I ended up working at this ranch in various capacities at different times. In addition to teaching horseback riding and leading trail rides, I spent time assisting counselors and swim instructors in the summer, feeding and medicating horses, cleaning saddles and other tack, scooping horse poop (of course), and mucking stalls. But my favorite task at the ranch was grooming. Often, we would take horses out on muddy trails, and when they returned from these ventures, that was my favorite time to groom. It was extremely satisfying to take a mud-caked beast and turn her into a beautiful horse with soft, shiny fur and a flowing mane and tail. I could spend hours alone with an animal in a stall grooming him to perfection. If my cohorts couldn’t find me, they knew to check the stalls. If I wasn’t in a stall grooming, I would probably be in the tack room transforming a saddle with saddle soap, leather conditioner, and elbow grease.
I didn’t over think things then, so I didn’t realize why I loved these tasks so much, but now that I do over think, it seems that everything I’ve ever loved to do – truly loved, not thought I loved due to false motivations, as will happen – goes back to that core experience of, and desire for, transformation, of turning nothing into something. It is a romantic and simple notion. It is the push behind every creative effort. It makes me realize that even when I didn’t know and didn’t care, I was creative. This realization expanded my ideas about creativity a hundredfold.
Now I’m going to connect this to something more timely: Photoshop. Photoshop is one of the most powerful tools a photographer has to achieve transformation. It is only a tool, yet somehow it gets a lot of people into a tizzy. Yesterday, for the umpteen millionth time, I saw a gorgeous work of art on Facebook being maligned in the comments because the artist had used Photoshop as one of his tools. There are so many layers of perplexing attitudes embedded in this phenomenon that it deserves some peeling back.
Let’s put the moral issue to bed right away, shall we? Let’s be clear that when we are talking about a work of art, there’s NO moral dilemma in plucking a beautiful moon shot from one picture and compositing it with a mountain scene, say, or shining down on the statue of liberty. If a painter were to paint the same scene, there would be no complaints of it not being “real.” Of course it’s not “real.” It’s art! Art, by its very nature, is an amalgam of reality and fantasy, the conscious and the subconscious. As E.M. Forster once put it, in a state of inspiration, a person “lets down… a bucket into his subconscious, and draws up something which is normally beyond his reach. He mixes this thing with his normal experiences and out of the mixture he makes a work of art.” So, if you can tell a photo has been worked on and you don’t like it, don’t do it.

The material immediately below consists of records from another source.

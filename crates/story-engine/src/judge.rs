//! Rubric judge
//!
//! Wraps the [`Judge`] capability: sends rendered text, parses the JSON
//! rubric strictly, and folds in duplicate sections found locally by the
//! section reader. Anything unparseable becomes
//! [`EvaluationError::MalformedOutput`]; a parsed rubric with a low score is
//! a perfectly good result.

use crate::capability::{Judge, JudgeRequest};
use crate::error::{EvaluationError, Stage};
use serde::{Deserialize, Serialize};
use std::collections::BTreeMap;
use std::fmt::{self, Display, Formatter};
use std::sync::Arc;
use story_render::{duplicate_sections, read_sections};

/// Highest score on every scale
pub const MAX_SCORE: f64 = 5.0;

/// Scored rubric dimension
#[derive(Debug, Clone, Copy, PartialEq, Eq, PartialOrd, Ord, Hash, Serialize, Deserialize)]
#[serde(rename_all = "camelCase")]
pub enum Dimension {
    /// Behavior is described as what the user sees
    UserObservability,
    /// Technical detail lives under Implementation Notes
    TechnicalSeparation,
    /// Acceptance criteria can be checked
    Testability,
    Completeness,
    Consistency,
}

impl Dimension {
    /// Every dimension, in report order
    pub const ALL: [Self; 5] = [
        Self::UserObservability,
        Self::TechnicalSeparation,
        Self::Testability,
        Self::Completeness,
        Self::Consistency,
    ];

    /// Wire key
    #[must_use]
    pub const fn key(self) -> &'static str {
        match self {
            Self::UserObservability => "userObservability",
            Self::TechnicalSeparation => "technicalSeparation",
            Self::Testability => "testability",
            Self::Completeness => "completeness",
            Self::Consistency => "consistency",
        }
    }
}

impl Display for Dimension {
    fn fmt(&self, f: &mut Formatter<'_>) -> fmt::Result {
        f.write_str(self.key())
    }
}

/// Score of one dimension
#[derive(Debug, Clone, PartialEq, Serialize, Deserialize)]
pub struct DimensionScore {
    pub score: f64,
    #[serde(default, skip_serializing_if = "Option::is_none")]
    pub notes: Option<String>,
}

/// What kind of problem a violation is
#[derive(Debug, Clone, Copy, PartialEq, Eq, Hash, Default, Serialize, Deserialize)]
#[serde(rename_all = "camelCase")]
pub enum ViolationCategory {
    /// Technical content in a user-facing section
    Technical,
    /// Repeated content or section
    Duplicate,
    /// Required content absent
    Missing,
    /// Vague or untestable wording
    Ambiguous,
    #[default]
    #[serde(other)]
    Other,
}

/// One offending passage
#[derive(Debug, Clone, PartialEq, Eq, Serialize, Deserialize)]
#[serde(rename_all = "camelCase")]
pub struct Violation {
    /// Offending text, quoted verbatim from the document
    pub text: String,
    pub reason: String,
    #[serde(default)]
    pub category: ViolationCategory,
    /// Implementation-notes key or heading where technical text belongs
    #[serde(default, skip_serializing_if = "Option::is_none")]
    pub target_section: Option<String>,
}

impl Violation {
    /// Technical violation
    #[must_use]
    pub fn technical(text: impl Into<String>, reason: impl Into<String>) -> Self {
        Self {
            text: text.into(),
            reason: reason.into(),
            category: ViolationCategory::Technical,
            target_section: None,
        }
    }

    /// Direct the moved text to an implementation-notes subsection
    #[must_use]
    pub fn into_section(mut self, section: impl Into<String>) -> Self {
        self.target_section = Some(section.into());
        self
    }
}

/// Judge's advice; the loop itself decides on score alone
#[derive(Debug, Clone, Copy, PartialEq, Eq, Hash, Serialize, Deserialize)]
#[serde(rename_all = "camelCase")]
pub enum Recommendation {
    Approve,
    Rewrite,
    ManualReview,
}

/// A level-2 section that occurs more than once
#[derive(Debug, Clone, PartialEq, Eq, Serialize, Deserialize)]
pub struct DuplicateSection {
    pub section: String,
    pub count: usize,
}

/// Parsed judge output
#[derive(Debug, Clone, PartialEq, Serialize, Deserialize)]
#[serde(rename_all = "camelCase")]
pub struct JudgeRubric {
    pub dimensions: BTreeMap<Dimension, DimensionScore>,
    #[serde(default)]
    pub violations: Vec<Violation>,
    pub overall_score: f64,
    pub recommendation: Recommendation,
    #[serde(default)]
    pub duplicate_sections: Vec<DuplicateSection>,
}

impl JudgeRubric {
    /// Whether the score clears `threshold`
    #[inline]
    #[must_use]
    pub fn passes(&self, threshold: f64) -> bool {
        self.overall_score >= threshold
    }

    /// Violations of one category
    pub fn violations_of(&self, category: ViolationCategory) -> impl Iterator<Item = &Violation> {
        self.violations.iter().filter(move |v| v.category == category)
    }

    /// Parse and range-check a raw judge reply
    ///
    /// # Errors
    /// Returns a description of the first problem found
    pub fn parse(raw: &str) -> Result<Self, String> {
        #[derive(Deserialize)]
        #[serde(untagged)]
        enum RawScore {
            Plain(f64),
            Detailed(DimensionScore),
        }

        #[derive(Deserialize)]
        #[serde(rename_all = "camelCase")]
        struct RawRubric {
            dimensions: BTreeMap<String, RawScore>,
            #[serde(default)]
            violations: Vec<Violation>,
            overall_score: f64,
            recommendation: Recommendation,
            #[serde(default)]
            duplicate_sections: Vec<DuplicateSection>,
        }

        let raw: RawRubric = serde_json::from_str(raw.trim()).map_err(|e| e.to_string())?;
        check_score("overallScore", raw.overall_score)?;

        let mut dimensions = BTreeMap::new();
        for dimension in Dimension::ALL {
            let score = match raw.dimensions.get(dimension.key()) {
                None => return Err(format!("missing dimension {dimension}")),
                Some(RawScore::Plain(score)) => DimensionScore {
                    score: *score,
                    notes: None,
                },
                Some(RawScore::Detailed(score)) => score.clone(),
            };
            check_score(dimension.key(), score.score)?;
            dimensions.insert(dimension, score);
        }

        Ok(Self {
            dimensions,
            violations: raw.violations,
            overall_score: raw.overall_score,
            recommendation: raw.recommendation,
            duplicate_sections: raw.duplicate_sections,
        })
    }

    /// Fold locally detected duplicates into the judge's list
    ///
    /// Counts for a section reported by both take the larger value.
    pub fn merge_duplicates(&mut self, found: impl IntoIterator<Item = (String, usize)>) {
        for (section, count) in found {
            match self
                .duplicate_sections
                .iter_mut()
                .find(|d| d.section.trim().eq_ignore_ascii_case(section.trim()))
            {
                Some(existing) => existing.count = existing.count.max(count),
                None => self.duplicate_sections.push(DuplicateSection { section, count }),
            }
        }
    }
}

fn check_score(name: &str, score: f64) -> Result<(), String> {
    if score.is_finite() && (0.0..=MAX_SCORE).contains(&score) {
        Ok(())
    } else {
        Err(format!("{name} {score} is outside 0..=5"))
    }
}

/// Rubric judge over an injected [`Judge`] capability
#[derive(Clone)]
pub struct RubricJudge {
    judge: Arc<dyn Judge>,
}

impl fmt::Debug for RubricJudge {
    fn fmt(&self, f: &mut Formatter<'_>) -> fmt::Result {
        f.debug_struct("RubricJudge").finish_non_exhaustive()
    }
}

impl RubricJudge {
    /// Create judge
    #[inline]
    #[must_use]
    pub fn new(judge: Arc<dyn Judge>) -> Self {
        Self { judge }
    }

    /// Score rendered text
    ///
    /// # Errors
    /// Returns [`EvaluationError`] when the judge call fails or its reply
    /// cannot be read as a rubric
    pub async fn evaluate(
        &self,
        story_id: &str,
        text: &str,
        corpus_summary: &str,
        attempt: u8,
    ) -> Result<JudgeRubric, EvaluationError> {
        let stage = if attempt > 1 { Stage::ReJudge } else { Stage::Judge };
        let request = JudgeRequest {
            story_id: story_id.to_string(),
            text: text.to_string(),
            corpus_summary: corpus_summary.to_string(),
            attempt,
        };

        let raw = self
            .judge
            .score(&request)
            .await
            .map_err(|source| EvaluationError::failed(stage, story_id, source))?;
        let mut rubric =
            JudgeRubric::parse(&raw).map_err(|detail| EvaluationError::malformed(stage, story_id, detail))?;

        rubric.merge_duplicates(duplicate_sections(&read_sections(text)));
        tracing::debug!(
            story = story_id,
            attempt,
            score = rubric.overall_score,
            violations = rubric.violations.len(),
            duplicates = rubric.duplicate_sections.len(),
            "judged story"
        );
        Ok(rubric)
    }
}

#[cfg(test)]
mod tests {
    use super::*;
    use crate::testing::{rubric_json, FixedJudge};

    #[test]
    fn parses_mixed_dimension_shapes() {
        let rubric = JudgeRubric::parse(&rubric_json(2.8)).unwrap();
        assert_eq!(rubric.dimensions.len(), 5);
        assert_eq!(
            rubric.dimensions[&Dimension::TechnicalSeparation].notes.as_deref(),
            Some("ok")
        );
        assert_eq!(rubric.violations[0].category, ViolationCategory::Technical);
        assert_eq!(rubric.violations[0].target_section.as_deref(), Some("apiContracts"));
        assert!(!rubric.passes(3.5));
        assert_eq!(rubric.violations_of(ViolationCategory::Technical).count(), 1);
    }

    #[test]
    fn missing_dimension_is_malformed() {
        let raw = r#"{"dimensions":{"userObservability":4},"overallScore":4,"recommendation":"approve"}"#;
        let err = JudgeRubric::parse(raw).unwrap_err();
        assert_eq!(err, "missing dimension technicalSeparation");
    }

    #[test]
    fn out_of_range_score_is_malformed() {
        let err = JudgeRubric::parse(&rubric_json(7.0)).unwrap_err();
        assert!(err.contains("outside 0..=5"));
    }

    #[test]
    fn unknown_category_falls_back_to_other() {
        let v: Violation =
            serde_json::from_str(r#"{"text":"x","reason":"y","category":"tone"}"#).unwrap();
        assert_eq!(v.category, ViolationCategory::Other);
    }

    #[test]
    fn merge_keeps_larger_count() {
        let mut rubric = JudgeRubric::parse(&rubric_json(3.0)).unwrap();
        rubric.duplicate_sections.push(DuplicateSection {
            section: "Edge Cases".into(),
            count: 2,
        });
        rubric.merge_duplicates([("edge cases".to_string(), 3), ("Story".to_string(), 2)]);
        assert_eq!(
            rubric.duplicate_sections,
            vec![
                DuplicateSection {
                    section: "Edge Cases".into(),
                    count: 3
                },
                DuplicateSection {
                    section: "Story".into(),
                    count: 2
                },
            ]
        );
    }

    #[tokio::test]
    async fn call_failure_is_evaluation_error_not_low_score() {
        let judge = RubricJudge::new(Arc::new(FixedJudge::failing("rate limited")));
        let err = judge.evaluate("story-1", "# T\n", "", 1).await.unwrap_err();
        assert!(matches!(
            err,
            EvaluationError::CapabilityFailed {
                stage: Stage::Judge,
                ..
            }
        ));
    }

    #[tokio::test]
    async fn garbage_reply_is_malformed() {
        let judge = RubricJudge::new(Arc::new(FixedJudge::raw(["looks good to me!"])));
        let err = judge.evaluate("story-1", "# T\n", "", 2).await.unwrap_err();
        assert!(matches!(
            err,
            EvaluationError::MalformedOutput {
                stage: Stage::ReJudge,
                ..
            }
        ));
    }

    #[tokio::test]
    async fn local_duplicates_are_reported() {
        let judge = RubricJudge::new(Arc::new(FixedJudge::scores([4.0])));
        let text = "# T\n\n## Edge Cases\n\n- a\n\n## Edge Cases\n\n- b\n";
        let rubric = judge.evaluate("story-1", text, "", 1).await.unwrap();
        assert_eq!(
            rubric.duplicate_sections,
            vec![DuplicateSection {
                section: "Edge Cases".into(),
                count: 2
            }]
        );
    }
}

Don’t buy it. Don’t “like” it. But don’t malign someone else’s aesthetic or creative process, or the tools that she chooses to use in order express herself.
What would be a moral problem is if a photographer put a gun in the hand of a suspect when it hadn’t been there, or somebody photoshopped a bong into the hands of a politician. In general, photojournalists have a finer line to walk than the rest of us, but barring those situations, where accurate documentation is of the utmost importance, I ask you: so what?
But the morality issue cannot be put to bed without at least acknowledging the phenomenon of advertising, and this is where things get messy. I suppose the mixing of art and commerce is messy almost by necessity, or at least messiness is inevitable. The main thing I’m thinking about here is the very real problem of the perceived pressure on girls – and all of us, really, but especially girls – to conform to some ideal of beauty that is in reality achieved by Photoshop. I freely admit that I am stymied by this one. I acknowledge that it happens and that it can be destructive, but I also know there’s very little beyond financial pressure that can turn it around. The short version of what I think (and perhaps this specific topic deserves its own post someday) is that this can be averted by changing the way we raise girls, and the messages that we as parents, teachers, family members, and friends convey. I know it’s less than adequate, but this post happens to be about art, and I consider this the misuse of a tool, not evidence that the tool itself is corrupt.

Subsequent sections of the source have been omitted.